Reputation: 19
For a specified single-column dataframe, is it possible purely from pandas calls to chronologically split into multiple columns of length n once a randomised order is created?
df = pd.read_csv('info.csv', low_memory=False, index_col=0)
df.head(5)
Which initially reads as:
list
0 A
1 B
2 C
3 D
4 E
Then in order to randomise the order:
df = df.apply(np.random.permutation)
df.head(5)
Which then reads as:
list
0 C
1 E
2 A
3 B
4 D
I have attempted using a modified version of the call below, yet not entirely sure if appropriate:
df = pd.DataFrame([list[n:n+2] for n in range(0, len(list), 2)], columns=columnNames)

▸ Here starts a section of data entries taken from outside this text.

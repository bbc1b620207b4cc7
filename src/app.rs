//! Root application module.
//!
//! Contains the main App component and the AppContext that binds the
//! orchestrator to Leptos signals.

use std::rc::Rc;

use gloo_timers::callback::Timeout;
use leptos::prelude::*;
use leptos::task::spawn_local;
use web_sys::File;

use crate::components::Workbench;
use crate::config::{BringUpConfig, MAX_TERMINALS, TOAST_DURATION_MS};
use crate::core::file_tree::{self, TreeOptions};
use crate::core::workspace::{self, DeleteOutcome, SnapshotSequence};
use crate::core::{CollapsedFolders, Orchestrator, OutputFanOut};
use crate::models::{BringUpState, FileMap, FileTreeNode, Toast};
use crate::utils::{BrowserUpload, HttpTransport, WebContainerRuntime, dom};

/// Orchestrator wired to the browser runtime and network.
pub type BrowserOrchestrator = Orchestrator<WebContainerRuntime, HttpTransport>;

// ============================================================================
// AppContext
// ============================================================================

/// Global application context provided to all components.
///
/// The orchestrator itself is single-threaded and lives in local storage;
/// everything the views read is mirrored into signals:
///
/// - **status**: Bring-up state, updated on every transition
/// - **file_map**: Last snapshot of the mounted project
/// - **collapsed** / **selected**: File tree view state
/// - **toasts**: Transient notifications
/// - **terminals**: Ids of the open terminal views
#[derive(Clone, Copy)]
pub struct AppContext {
    orchestrator: StoredValue<Rc<BrowserOrchestrator>, LocalStorage>,
    pub status: RwSignal<BringUpState>,
    pub file_map: RwSignal<FileMap>,
    pub collapsed: RwSignal<CollapsedFolders>,
    pub selected: RwSignal<Option<String>>,
    pub toasts: RwSignal<Vec<Toast>>,
    pub terminals: RwSignal<Vec<usize>>,
    next_terminal: RwSignal<usize>,
    snapshots: StoredValue<SnapshotSequence>,
}

impl AppContext {
    /// Creates the context and subscribes it to orchestrator status changes.
    pub fn new() -> Self {
        let orchestrator = Rc::new(Orchestrator::new(
            Rc::new(WebContainerRuntime::new()),
            HttpTransport,
            OutputFanOut::new(),
            BringUpConfig::default(),
        ));

        let ctx = Self {
            orchestrator: StoredValue::new_local(orchestrator.clone()),
            status: RwSignal::new(BringUpState::Idle),
            file_map: RwSignal::new(FileMap::new()),
            collapsed: RwSignal::new(CollapsedFolders::new()),
            selected: RwSignal::new(None),
            toasts: RwSignal::new(Vec::new()),
            terminals: RwSignal::new(vec![0]),
            next_terminal: RwSignal::new(1),
            snapshots: StoredValue::new(SnapshotSequence::default()),
        };

        orchestrator.subscribe_status(Rc::new(move |state: &BringUpState| {
            ctx.status.set(state.clone());
            // Installing is entered right after a successful mount.
            if matches!(
                state,
                BringUpState::Installing | BringUpState::Ready | BringUpState::Error(_)
            ) {
                ctx.refresh_files();
            }
        }));

        ctx
    }

    pub fn orchestrator(&self) -> Rc<BrowserOrchestrator> {
        self.orchestrator.get_value()
    }

    pub fn fanout(&self) -> OutputFanOut {
        self.orchestrator().fanout().clone()
    }

    // ========================================================================
    // Bring-up
    // ========================================================================

    /// Start importing a picked archive.
    pub fn import(&self, file: File) {
        let orchestrator = self.orchestrator();
        if orchestrator.state() != BringUpState::Idle {
            self.push_toast(Toast::warning("Reset the environment before importing another project"));
            return;
        }

        self.push_toast(Toast::info(format!("Importing {}", file.name())));
        self.collapsed.update(CollapsedFolders::clear);
        self.selected.set(None);

        let ctx = *self;
        spawn_local(async move {
            let upload = BrowserUpload::new(file);
            match orchestrator.import_project(&upload).await {
                BringUpState::Ready => ctx.push_toast(Toast::success("Dev server is ready")),
                BringUpState::Error(_) => {
                    ctx.push_toast(Toast::error("Import failed, see terminal output"))
                }
                _ => {}
            }
        });
    }

    /// Abandon the current attempt and go back to idle.
    pub fn reset(&self) {
        self.orchestrator().reset();
        self.push_toast(Toast::info("Environment reset"));
    }

    // ========================================================================
    // File tree
    // ========================================================================

    /// Re-read the mounted project into `file_map`. A read overtaken by a
    /// later refresh is discarded.
    pub fn refresh_files(&self) {
        let ctx = *self;
        let runtime = self.orchestrator().runtime().clone();
        let Some(ticket) = self.snapshots.try_update_value(SnapshotSequence::issue) else {
            return;
        };
        spawn_local(async move {
            let result = workspace::read_file_map(&*runtime, "/").await;
            if !ctx.snapshots.with_value(|seq| seq.is_current(ticket)) {
                log::debug!("dropping stale file snapshot {}", ticket);
                return;
            }
            match result {
                Ok(map) => {
                    let nodes = file_tree::reconcile_all(&map, &TreeOptions::default());
                    ctx.collapsed.update(|c| c.prime(&nodes));
                    ctx.file_map.set(map);
                }
                Err(e) => log::warn!("could not read project files: {}", e),
            }
        });
    }

    /// Visible tree rows for the current snapshot and collapse state.
    pub fn tree_rows(&self) -> Vec<FileTreeNode> {
        self.file_map.with(|map| {
            self.collapsed
                .with(|c| file_tree::reconcile(map, &TreeOptions::default(), c.paths()))
        })
    }

    pub fn toggle_folder(&self, path: &str) {
        self.file_map.with_untracked(|map| {
            self.collapsed.update(|c| {
                c.toggle(path, map);
            })
        });
    }

    pub fn select(&self, path: &str) {
        self.selected.set(Some(path.to_string()));
    }

    /// Delete a tree entry after confirmation, then refresh the snapshot.
    pub fn delete(&self, path: String) {
        let ctx = *self;
        let runtime = self.orchestrator().runtime().clone();
        spawn_local(async move {
            let mut map = ctx.file_map.get_untracked();
            match workspace::delete_entry(&*runtime, &mut map, &path, dom::confirm).await {
                Ok(DeleteOutcome::Removed { paths }) => {
                    ctx.collapsed.update(|c| c.forget(&paths));
                    if ctx
                        .selected
                        .get_untracked()
                        .is_some_and(|selected| paths.contains(&selected))
                    {
                        ctx.selected.set(None);
                    }
                    ctx.file_map.set(map);
                    ctx.refresh_files();
                }
                Ok(DeleteOutcome::Cancelled) => {}
                Err(e) => ctx.push_toast(Toast::error(e.to_string())),
            }
        });
    }

    // ========================================================================
    // Toasts and terminals
    // ========================================================================

    /// Show a toast and dismiss it after `TOAST_DURATION_MS`.
    pub fn push_toast(&self, toast: Toast) {
        let id = toast.id;
        let toasts = self.toasts;
        toasts.update(|t| t.push(toast));
        Timeout::new(TOAST_DURATION_MS, move || {
            toasts.update(|t| t.retain(|toast| toast.id != id));
        })
        .forget();
    }

    pub fn dismiss_toast(&self, id: usize) {
        self.toasts.update(|t| t.retain(|toast| toast.id != id));
    }

    pub fn add_terminal(&self) {
        if self.terminals.with(|t| t.len()) >= MAX_TERMINALS {
            return;
        }
        let id = self.next_terminal.get_untracked();
        self.next_terminal.set(id + 1);
        self.terminals.update(|t| t.push(id));
    }

    /// Close a terminal view. The last one stays open.
    pub fn close_terminal(&self, id: usize) {
        self.terminals.update(|t| {
            if t.len() > 1 {
                t.retain(|open| *open != id);
            }
        });
    }
}

impl Default for AppContext {
    fn default() -> Self {
        Self::new()
    }
}

/// Root application component with error boundary.
///
/// This component:
/// - Creates and provides the global AppContext
/// - Wraps the app in an ErrorBoundary for graceful error handling
/// - Renders the Workbench
#[component]
pub fn App() -> impl IntoView {
    let ctx = AppContext::new();
    provide_context(ctx);

    view! {
        <ErrorBoundary
            fallback=|errors| view! {
                <div style="
                    display: flex;
                    flex-direction: column;
                    align-items: center;
                    justify-content: center;
                    height: 100vh;
                    padding: 2rem;
                    background: #0d1117;
                    color: #e0e0e0;
                    font-family: 'JetBrains Mono', monospace;
                ">
                    <h1 style="color: #ff6b6b; margin-bottom: 1rem;">
                        "Something went wrong"
                    </h1>
                    <ul style="color: #ff6b6b; font-size: 0.9rem;">
                        {move || errors.get()
                            .into_iter()
                            .map(|(_, e)| view! { <li>{e.to_string()}</li> })
                            .collect::<Vec<_>>()
                        }
                    </ul>
                    <button
                        on:click=move |_| {
                            if let Some(window) = web_sys::window() {
                                let _ = window.location().reload();
                            }
                        }
                        style="
                            background: #4a90e2;
                            color: white;
                            border: none;
                            padding: 0.75rem 2rem;
                            border-radius: 4px;
                            cursor: pointer;
                        "
                    >
                        "Reload Page"
                    </button>
                </div>
            }
        >
            <Workbench />
        </ErrorBoundary>
    }
}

I would like a finalised dataframe of the format below, whereby in this case the length is 3 rows:
list1 list2 ... listn
0 C B ...
1 E D ...
2 A ... ...
Is this possible purely from a single line pandas query?
Thanks in advance!
Upvotes: 1
Views: 35
Reputation: 863166
You can use dictionary comprehension with Series
for possible create DataFrame
with genersl lengths of Series
:
L = np.random.permutation(df['list'])
N = 3
df = (pd.DataFrame({i: pd.Series(L[n:n+N]) for i,n in enumerate(range(0, len(L), N))})
.add_prefix('list'))
print (df)
list0 list1
0 A D
1 C B
2 E NaN
Nnon loop solution, if faster best test:
N = 3
df = (pd.DataFrame({'a': np.random.permutation(df['list'])})
.assign(b = lambda x: x.index // N, c = lambda x: x.index % N)
.pivot('c','b','a')
.add_prefix('list')
.rename_axis(index=None, columns=None))
print (df)
list0 list1
0 B D
1 A C
2 E NaN
Upvotes: 2